─── Data to use

// src/config/model.rs

use std::collections::BTreeMap;
use std::time::Duration;

use serde::Deserialize;

use crate::retry::RetryPolicy;

/// Top-level configuration as read from a TOML file, before validation.
///
/// ```toml
/// [pool.db]
/// capacity = 1
///
/// [task.dim_calendar]
/// cmd = "dbt run --select dim_calendar"
/// deps = ["stg_loan_data"]
/// pool = "db"
/// retry = { max_attempts = 3, delay_ms = 5000 }
///
/// [selection.dbt_models]
/// tasks = ["stg_loan_data", "dim_calendar"]
/// ```
#[derive(Debug, Clone, Deserialize)]
pub struct RawConfigFile {
    /// Named resource pools from `[pool.<name>]`.
    #[serde(default)]
    pub pool: BTreeMap<String, PoolConfig>,

    /// All tasks from `[task.<name>]`. Keys are the task names.
    #[serde(default)]
    pub task: BTreeMap<String, TaskConfig>,

    /// Named selections from `[selection.<name>]`, runnable via `--job`.
    #[serde(default)]
    pub selection: BTreeMap<String, SelectionConfig>,
}

/// Validated configuration. Constructed only through
/// [`ConfigFile::try_from`] on a [`RawConfigFile`].
#[derive(Debug, Clone)]
pub struct ConfigFile {
    pub pool: BTreeMap<String, PoolConfig>,
    pub task: BTreeMap<String, TaskConfig>,
    pub selection: BTreeMap<String, SelectionConfig>,
}

impl ConfigFile {
    /// Construct without re-running validation. Used by `validate` after
    /// the semantic checks have passed.
    pub(crate) fn new_unchecked(
        pool: BTreeMap<String, PoolConfig>,
        task: BTreeMap<String, TaskConfig>,
        selection: BTreeMap<String, SelectionConfig>,
    ) -> Self {
        Self {
            pool,
            task,
            selection,
        }
    }
}

/// `[pool.<name>]` section.
#[derive(Debug, Clone, Deserialize)]
pub struct PoolConfig {
    /// Maximum number of tasks in this pool running at once.
    pub capacity: usize,
}

/// `[task.<name>]` section.
#[derive(Debug, Clone, Deserialize)]
pub struct TaskConfig {
    /// The shell command to execute.
    pub cmd: String,

    /// Names of tasks that must succeed before this one runs.
    #[serde(default)]
    pub deps: Vec<String>,

    /// Optional pool tag; tasks without one never wait on a pool slot.
    #[serde(default)]
    pub pool: Option<String>,

    /// Optional retry policy.
    #[serde(default)]
    pub retry: Option<RetryConfig>,
}

impl TaskConfig {
    /// The effective retry policy, if any.
    pub fn retry_policy(&self) -> Option<RetryPolicy> {
        self.retry.as_ref().map(RetryConfig::to_policy)
    }
}

/// `retry = { ... }` inline table on a task.
#[derive(Debug, Clone, Deserialize)]
pub struct RetryConfig {
    /// Total attempts including the first.
    pub max_attempts: u32,

    /// Base delay between attempts, in milliseconds.
    #[serde(default)]
    pub delay_ms: u64,

    /// Multiplicative backoff factor; `1.0` means a fixed delay.
    #[serde(default = "default_factor")]
    pub factor: f64,

    /// Cap on any single delay, in milliseconds.
    #[serde(default = "default_max_delay_ms")]
    pub max_delay_ms: u64,
}

fn default_factor() -> f64 {
    1.0
}

fn default_max_delay_ms() -> u64 {
    60_000
}

impl RetryConfig {
    pub fn to_policy(&self) -> RetryPolicy {
        RetryPolicy {
            max_attempts: self.max_attempts,
            delay: Duration::from_millis(self.delay_ms),
            factor: self.factor,
            max_delay: Duration::from_millis(self.max_delay_ms),
        }
    }
}

/// `[selection.<name>]` section: a named subset of tasks to run as a job.
#[derive(Debug, Clone, Deserialize)]
pub struct SelectionConfig {
    pub tasks: Vec<String>,
}
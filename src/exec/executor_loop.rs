// src/exec/executor_loop.rs

//! Background executor loop that picks up dispatched tasks.

use std::sync::Arc;

use tokio::sync::mpsc;
use tracing::{debug, info};

use crate::engine::{DispatchTask, RunEvent};
use crate::exec::pools::PoolManager;
use crate::exec::task_runner::run_task;

/// Spawn the background executor loop.
///
/// The returned `mpsc::Sender<DispatchTask>` is what the runtime (via
/// `CommandExecutorBackend`) uses to hand over ready tasks. Each dispatched
/// task runs in its own Tokio task; the engine dispatches a task at most
/// once per run, and pool slots bound how many actually execute at a time.
pub fn spawn_executor(
    runtime_tx: mpsc::Sender<RunEvent>,
    pools: Arc<PoolManager>,
) -> mpsc::Sender<DispatchTask> {
    let (tx, mut rx) = mpsc::channel::<DispatchTask>(32);

    tokio::spawn(async move {
        info!("executor loop started");

        while let Some(task) = rx.recv().await {
            debug!(task = %task.name, "executor picked up task");
            let rt_tx = runtime_tx.clone();
            let task_pools = Arc::clone(&pools);

            tokio::spawn(async move {
                run_task(task, task_pools, rt_tx).await;
            });
        }

        info!("executor loop finished (channel closed)");
    });

    tx
}
// src/dag/planner.rs

use std::cmp::Reverse;
use std::collections::{BinaryHeap, HashMap, HashSet};

use tracing::debug;

use crate::dag::graph::DagGraph;
use crate::dag::plan::ExecutionPlan;
use crate::engine::TaskName;
use crate::errors::{PipelineError, Result};
use crate::registry::FrozenRegistry;

/// Computes execution plans over a frozen registry.
///
/// Planning expands a requested selection to the transitive closure of its
/// dependencies, then runs Kahn's algorithm over the induced subgraph.
/// When several tasks are ready at the same step, registration order wins,
/// so the same registry and selection always produce the same plan.
#[derive(Debug)]
pub struct Planner<'a> {
    registry: &'a FrozenRegistry,
    graph: DagGraph,
}

impl<'a> Planner<'a> {
    pub fn new(registry: &'a FrozenRegistry) -> Self {
        let graph = DagGraph::from_registry(registry);
        Self { registry, graph }
    }

    /// Compute an [`ExecutionPlan`] for the given selection of task names.
    ///
    /// - Every selected name must be registered, else [`PipelineError::UnknownTask`].
    /// - The selection must be non-empty, else [`PipelineError::Config`].
    /// - A cycle in the induced subgraph yields [`PipelineError::CyclicDependency`]
    ///   naming one member of the cycle, chosen deterministically.
    pub fn plan<S: AsRef<str>>(&self, selection: &[S]) -> Result<ExecutionPlan> {
        if selection.is_empty() {
            return Err(PipelineError::Config(
                "selection must name at least one task".to_string(),
            ));
        }

        for name in selection {
            if !self.registry.contains(name.as_ref()) {
                return Err(PipelineError::UnknownTask(name.as_ref().to_string()));
            }
        }

        let closure = self.dependency_closure(selection);
        let order = self.topo_sort(&closure)?;

        debug!(tasks = order.len(), "planned execution order");

        Ok(ExecutionPlan::new(order))
    }

    /// All tasks reachable from the selection by following dependencies.
    fn dependency_closure<S: AsRef<str>>(&self, selection: &[S]) -> HashSet<TaskName> {
        let mut stack: Vec<TaskName> = selection
            .iter()
            .map(|s| s.as_ref().to_string())
            .collect();
        let mut closure: HashSet<TaskName> = HashSet::new();

        while let Some(name) = stack.pop() {
            if !closure.insert(name.clone()) {
                continue;
            }
            for dep in self.graph.dependencies_of(&name).iter().cloned() {
                stack.push(dep);
            }
        }

        closure
    }

    /// Kahn's algorithm over the induced subgraph, tie-broken by
    /// registration index.
    fn topo_sort(&self, closure: &HashSet<TaskName>) -> Result<Vec<TaskName>> {
        let mut indegree: HashMap<&str, usize> = HashMap::new();
        for name in closure {
            let within = self
                .graph
                .dependencies_of(name)
                .iter()
                .filter(|d| closure.contains(d.as_str()))
                .count();
            indegree.insert(name.as_str(), within);
        }

        // Min-heap on registration index keeps the ready set deterministic.
        let mut ready: BinaryHeap<Reverse<(usize, &str)>> = indegree
            .iter()
            .filter(|(_, deg)| **deg == 0)
            .map(|(name, _)| Reverse((self.index_of(name), *name)))
            .collect();

        let mut order: Vec<TaskName> = Vec::with_capacity(closure.len());

        while let Some(Reverse((_, name))) = ready.pop() {
            order.push(name.to_string());

            for dependent in self.graph.dependents_of(name) {
                let Some(deg) = indegree.get_mut(dependent.as_str()) else {
                    // Dependent outside the closure; not part of this plan.
                    continue;
                };
                *deg -= 1;
                if *deg == 0 {
                    ready.push(Reverse((self.index_of(dependent), dependent.as_str())));
                }
            }
        }

        if order.len() < closure.len() {
            // Some tasks never reached indegree 0: the induced subgraph has
            // a cycle among the remaining tasks.
            let remaining: HashSet<&str> = indegree
                .iter()
                .filter(|(_, deg)| **deg > 0)
                .map(|(name, _)| *name)
                .collect();
            return Err(PipelineError::CyclicDependency(
                self.find_cycle_member(&remaining),
            ));
        }

        Ok(order)
    }

    /// Walk dependencies among the remaining tasks until one repeats.
    ///
    /// Every remaining task still has at least one remaining dependency, so
    /// the walk cannot terminate without revisiting a node, and the
    /// revisited node lies on a cycle. Starting from the smallest
    /// registration index keeps the reported member stable.
    fn find_cycle_member(&self, remaining: &HashSet<&str>) -> String {
        let Some((_, start)) = remaining
            .iter()
            .map(|name| (self.index_of(name), *name))
            .min()
        else {
            return String::new();
        };

        let mut seen: HashSet<&str> = HashSet::new();
        let mut current = start;

        loop {
            if !seen.insert(current) {
                return current.to_string();
            }

            match self
                .graph
                .dependencies_of(current)
                .iter()
                .find(|dep| remaining.contains(dep.as_str()))
            {
                Some(next) => current = next.as_str(),
                // Unreachable for a well-formed remaining set; bail with
                // the current node rather than loop forever.
                None => return current.to_string(),
            }
        }
    }

    fn index_of(&self, name: &str) -> usize {
        self.registry.registration_index(name).unwrap_or(usize::MAX)
    }
}
// src/errors.rs

//! Crate-wide error type and helpers.

use thiserror::Error;

#[derive(Error, Debug)]
pub enum PipelineError {
    #[error("Configuration error: {0}")]
    Config(String),

    #[error("IO error: {0}")]
    Io(#[from] std::io::Error),

    #[error("duplicate task registration: '{0}'")]
    DuplicateTask(String),

    #[error("unknown task: '{0}'")]
    UnknownTask(String),

    #[error("cycle detected in task graph involving '{0}'")]
    CyclicDependency(String),

    #[error("pool '{name}' has invalid capacity {capacity} (must be >= 1)")]
    PoolCapacity { name: String, capacity: usize },

    #[error("task '{task}' failed: {detail}")]
    TaskExecution { task: String, detail: String },

    #[error("TOML parsing error: {0}")]
    Toml(#[from] toml::de::Error),

    #[error(transparent)]
    Other(#[from] anyhow::Error),
}

pub use anyhow::Error;
pub type Result<T> = std::result::Result<T, PipelineError>;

──────

What the exercise asks -> Only lines containing the string "FrozenRegistry" belong in the answer; find them in the data above and copy them.

Exercise result ->
use crate::registry::FrozenRegistry;
    registry: &'a FrozenRegistry,
    pub fn new(registry: &'a FrozenRegistry) -> Self {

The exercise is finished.